On March 12, 2021, the Company acquired a 0.24 acre land parcel in Atlanta for a gross purchase price of $8.0 million that is held in a 95% owned consolidated joint venture.
In May 2020, the Company acquired a 1,550 space parking garage in Charlotte for a gross purchase price of $85.0 million. This property is included in real estate assets on the condensed consolidated balance sheet and in the Company's Charlotte/Other operating segment.
Subsequent to quarter end, on October 1, 2021, the Company acquired Heights Union, a 294,000 square foot office property in Tampa, for a gross purchase price of $144.8 million.
Dispositions
On July 23, 2021, the Company sold One South at the Plaza in Charlotte for a gross sales price of $271.5 million and a gain of $13.1 million.
On July 1, 2021, the Company sold 0.7 acres of land in Phoenix, adjacent to our 100 Mill development, to a hotel developer for $6.4 million.

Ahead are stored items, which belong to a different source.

//! Database operations for the `properties` table.
//!
//! The table is owned by the hosted backend; this module only reads and
//! writes rows. Enum columns hold the wire literals (`House`, `for-sale`).

use chrono::{DateTime, Utc};
use propdb_core::{
    FilterCriteria, NewProperty, Property, PropertyChanges, PropertyPage, PropertyStatus,
    PropertyType, SortOption,
};
use rust_decimal::Decimal;
use sqlx::PgPool;
use uuid::Uuid;

use crate::DbError;

const PROPERTY_COLUMNS: &str = "id, title, description, price, location, city, state, \
     bedrooms, bathrooms, area_sqft, image_url, property_type, status, year_built, \
     lot_size_sqft, parking_spaces, amenities, created_at, updated_at";

/// A row from the `properties` table.
#[derive(Debug, Clone, sqlx::FromRow)]
pub struct PropertyRow {
    pub id: String,
    pub title: String,
    pub description: String,
    pub price: Decimal,
    pub location: String,
    pub city: Option<String>,
    pub state: Option<String>,
    pub bedrooms: i32,
    pub bathrooms: i32,
    pub area_sqft: i32,
    pub image_url: Option<String>,
    pub property_type: String,
    pub status: String,
    pub year_built: Option<i32>,
    pub lot_size_sqft: Option<i32>,
    pub parking_spaces: Option<i32>,
    pub amenities: Vec<String>,
    pub created_at: Option<DateTime<Utc>>,
    pub updated_at: Option<DateTime<Utc>>,
}

impl TryFrom<PropertyRow> for Property {
    type Error = DbError;

    fn try_from(row: PropertyRow) -> Result<Self, Self::Error> {
        let invalid = |reason: String| DbError::InvalidRow {
            id: row.id.clone(),
            reason,
        };
        let count = |column: &str, value: i32| {
            u32::try_from(value).map_err(|_| invalid(format!("negative {column}: {value}")))
        };
        let optional_count =
            |column: &str, value: Option<i32>| value.map(|v| count(column, v)).transpose();

        if row.price.is_sign_negative() {
            return Err(invalid(format!("negative price: {}", row.price)));
        }
        let property_type = PropertyType::from_literal(&row.property_type)
            .ok_or_else(|| invalid(format!("unknown property_type '{}'", row.property_type)))?;
        let status = PropertyStatus::from_literal(&row.status)
            .ok_or_else(|| invalid(format!("unknown status '{}'", row.status)))?;

        let bedrooms = count("bedrooms", row.bedrooms)?;
        let bathrooms = count("bathrooms", row.bathrooms)?;
        let area_sqft = count("area_sqft", row.area_sqft)?;
        let lot_size_sqft = optional_count("lot_size_sqft", row.lot_size_sqft)?;
        let parking_spaces = optional_count("parking_spaces", row.parking_spaces)?;

        Ok(Property {
            id: row.id,
            title: row.title,
            description: row.description,
            price: row.price,
            location: row.location,
            city: row.city,
            state: row.state,
            bedrooms,
            bathrooms,
            area_sqft,
            image_url: row.image_url,
            property_type,
            status,
            year_built: row.year_built,
            lot_size_sqft,
            parking_spaces,
            amenities: row.amenities,
            created_at: row.created_at,
            updated_at: row.updated_at,
        })
    }
}

fn order_by(sort: SortOption) -> &'static str {
    // `id` is the tiebreaker so equal keys page deterministically.
    match sort {
        SortOption::PriceAsc => "price ASC, id ASC",
        SortOption::PriceDesc => "price DESC, id ASC",
        SortOption::Newest => "created_at DESC NULLS LAST, id ASC",
        SortOption::Oldest => "created_at ASC NULLS LAST, id ASC",
    }
}

fn to_i32(value: u32) -> i32 {
    i32::try_from(value).unwrap_or(i32::MAX)
}

/// Returns one page of listings matching `criteria`, ordered by `sort`.
///
/// `offset` is the opaque cursor handed back as `next_cursor`; one extra row
/// is fetched to decide whether another page exists.
///
/// # Errors
///
/// Returns [`DbError::Sqlx`] if the query fails, or [`DbError::InvalidRow`]
/// if a stored row violates a domain invariant.
pub async fn list_properties(
    pool: &PgPool,
    criteria: &FilterCriteria,
    sort: SortOption,
    offset: u64,
    limit: u32,
) -> Result<PropertyPage, DbError> {
    let statuses: Option<Vec<String>> = if criteria.statuses.is_empty() {
        None
    } else {
        Some(
            criteria
                .statuses
                .iter()
                .map(|s| s.as_str().to_string())
                .collect(),
        )
    };
    let sql = format!(
        "SELECT {PROPERTY_COLUMNS} \
         FROM properties \
         WHERE ($1::NUMERIC IS NULL OR price >= $1) \
           AND ($2::NUMERIC IS NULL OR price <= $2) \
           AND ($3::INTEGER IS NULL OR bedrooms >= $3) \
           AND ($4::INTEGER IS NULL OR bathrooms >= $4) \
           AND ($5::TEXT IS NULL OR property_type = $5) \
           AND ($6::TEXT IS NULL \
                OR strpos(lower(location), lower($6)) > 0 \
                OR strpos(lower(COALESCE(city, '')), lower($6)) > 0 \
                OR strpos(lower(COALESCE(state, '')), lower($6)) > 0) \
           AND ($7::TEXT[] IS NULL OR status = ANY($7)) \
         ORDER BY {} \
         OFFSET $8 LIMIT $9",
        order_by(sort)
    );

    let rows = sqlx::query_as::<_, PropertyRow>(&sql)
        .bind(criteria.min_price)
        .bind(criteria.max_price)
        .bind(criteria.min_bedrooms.map(to_i32))
        .bind(criteria.min_bathrooms.map(to_i32))
        .bind(criteria.property_type.map(PropertyType::as_str))
        .bind(criteria.location.as_deref())
        .bind(statuses)
        .bind(i64::try_from(offset).unwrap_or(i64::MAX))
        .bind(i64::from(limit) + 1)
        .fetch_all(pool)
        .await?;

    let has_more = rows.len() > limit as usize;
    let items = rows
        .into_iter()
        .take(limit as usize)
        .map(Property::try_from)
        .collect::<Result<Vec<_>, _>>()?;
    let next_cursor = has_more.then(|| offset + items.len() as u64);

    Ok(PropertyPage { items, next_cursor })
}

/// Returns a single listing by id.
///
/// # Errors
///
/// Returns [`DbError::NotFound`] if no row has that id, or [`DbError::Sqlx`]
/// if the query fails.
pub async fn get_property(pool: &PgPool, id: &str) -> Result<Property, DbError> {
    let sql = format!("SELECT {PROPERTY_COLUMNS} FROM properties WHERE id = $1");
    let row = sqlx::query_as::<_, PropertyRow>(&sql)
        .bind(id)
        .fetch_optional(pool)
        .await?
        .ok_or(DbError::NotFound)?;

    Property::try_from(row)
}

/// Inserts a validated listing and returns the stored row.
///
/// The id is generated here as a v4 UUID string.
///
/// # Errors
///
/// Returns [`DbError::Sqlx`] if the insert fails.
pub async fn create_property(pool: &PgPool, new: &NewProperty) -> Result<Property, DbError> {
    let sql = format!(
        "INSERT INTO properties \
             (id, title, description, price, location, city, state, bedrooms, bathrooms, \
              area_sqft, image_url, property_type, status, year_built, lot_size_sqft, \
              parking_spaces, amenities, created_at, updated_at) \
         VALUES ($1, $2, $3, $4, $5, $6, $7, $8, $9, \
                 $10, $11, $12, $13, $14, $15, \
                 $16, $17, NOW(), NOW()) \
         RETURNING {PROPERTY_COLUMNS}"
    );

    let row = sqlx::query_as::<_, PropertyRow>(&sql)
        .bind(Uuid::new_v4().to_string())
        .bind(&new.title)
        .bind(&new.description)
        .bind(new.price)
        .bind(&new.location)
        .bind(new.city.as_deref())
        .bind(new.state.as_deref())
        .bind(to_i32(new.bedrooms))
        .bind(to_i32(new.bathrooms))
        .bind(to_i32(new.area_sqft))
        .bind(new.image_url.as_deref())
        .bind(new.property_type.as_str())
        .bind(new.status.as_str())
        .bind(new.year_built)
        .bind(new.lot_size_sqft.map(to_i32))
        .bind(new.parking_spaces.map(to_i32))
        .bind(&new.amenities)
        .fetch_one(pool)
        .await?;

    tracing::info!(id = %row.id, "property created");
    Property::try_from(row)
}

/// Applies a sparse update and returns the stored row.
///
/// Reads the current row under `FOR UPDATE`, applies `changes` in memory,
/// and writes every column back in the same transaction. An empty change set
/// returns the current row unchanged.
///
/// # Errors
///
/// Returns [`DbError::NotFound`] if no row has that id, or [`DbError::Sqlx`]
/// if a statement fails.
pub async fn update_property(
    pool: &PgPool,
    id: &str,
    changes: &PropertyChanges,
) -> Result<Property, DbError> {
    let mut tx = pool.begin().await?;

    let select = format!("SELECT {PROPERTY_COLUMNS} FROM properties WHERE id = $1 FOR UPDATE");
    let current = sqlx::query_as::<_, PropertyRow>(&select)
        .bind(id)
        .fetch_optional(&mut *tx)
        .await?
        .ok_or(DbError::NotFound)?;
    let mut property = Property::try_from(current)?;

    if changes.is_empty() {
        tx.commit().await?;
        return Ok(property);
    }
    changes.apply_to(&mut property);

    let update = format!(
        "UPDATE properties SET \
             title          = $2, \
             description    = $3, \
             price          = $4, \
             location       = $5, \
             city           = $6, \
             state          = $7, \
             bedrooms       = $8, \
             bathrooms      = $9, \
             area_sqft      = $10, \
             image_url      = $11, \
             property_type  = $12, \
             status         = $13, \
             year_built     = $14, \
             lot_size_sqft  = $15, \
             parking_spaces = $16, \
             amenities      = $17, \
             updated_at     = NOW() \
         WHERE id = $1 \
         RETURNING {PROPERTY_COLUMNS}"
    );
    let row = sqlx::query_as::<_, PropertyRow>(&update)
        .bind(id)
        .bind(&property.title)
        .bind(&property.description)
        .bind(property.price)
        .bind(&property.location)
        .bind(property.city.as_deref())
        .bind(property.state.as_deref())
        .bind(to_i32(property.bedrooms))
        .bind(to_i32(property.bathrooms))
        .bind(to_i32(property.area_sqft))
        .bind(property.image_url.as_deref())
        .bind(property.property_type.as_str())
        .bind(property.status.as_str())
        .bind(property.year_built)
        .bind(property.lot_size_sqft.map(to_i32))
        .bind(property.parking_spaces.map(to_i32))
        .bind(&property.amenities)
        .fetch_one(&mut *tx)
        .await?;

    tx.commit().await?;
    tracing::info!(id, "property updated");
    Property::try_from(row)
}

/// Deletes a listing. Favorites referencing it are removed by the
/// `ON DELETE CASCADE` foreign key.
///
/// # Errors
///
/// Returns [`DbError::NotFound`] if no row has that id, or [`DbError::Sqlx`]
/// if the delete fails.
pub async fn delete_property(pool: &PgPool, id: &str) -> Result<(), DbError> {
    let result = sqlx::query("DELETE FROM properties WHERE id = $1")
        .bind(id)
        .execute(pool)
        .await?;

    if result.rows_affected() == 0 {
        return Err(DbError::NotFound);
    }
    tracing::info!(id, "property deleted");
    Ok(())
}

Net proceeds approximated our book value.
On April 7, 2021, the Company sold Burnett Plaza, a one million square foot office building in Fort Worth, for a gross sales price of $137.5 million and recorded a loss of $19,000.
During March 2020, the Company sold Hearst Tower, a 966,000 square foot office building in Charlotte, for a gross purchase price of $455.5 million. The Company recognized a gain of $90.4 million on the sale.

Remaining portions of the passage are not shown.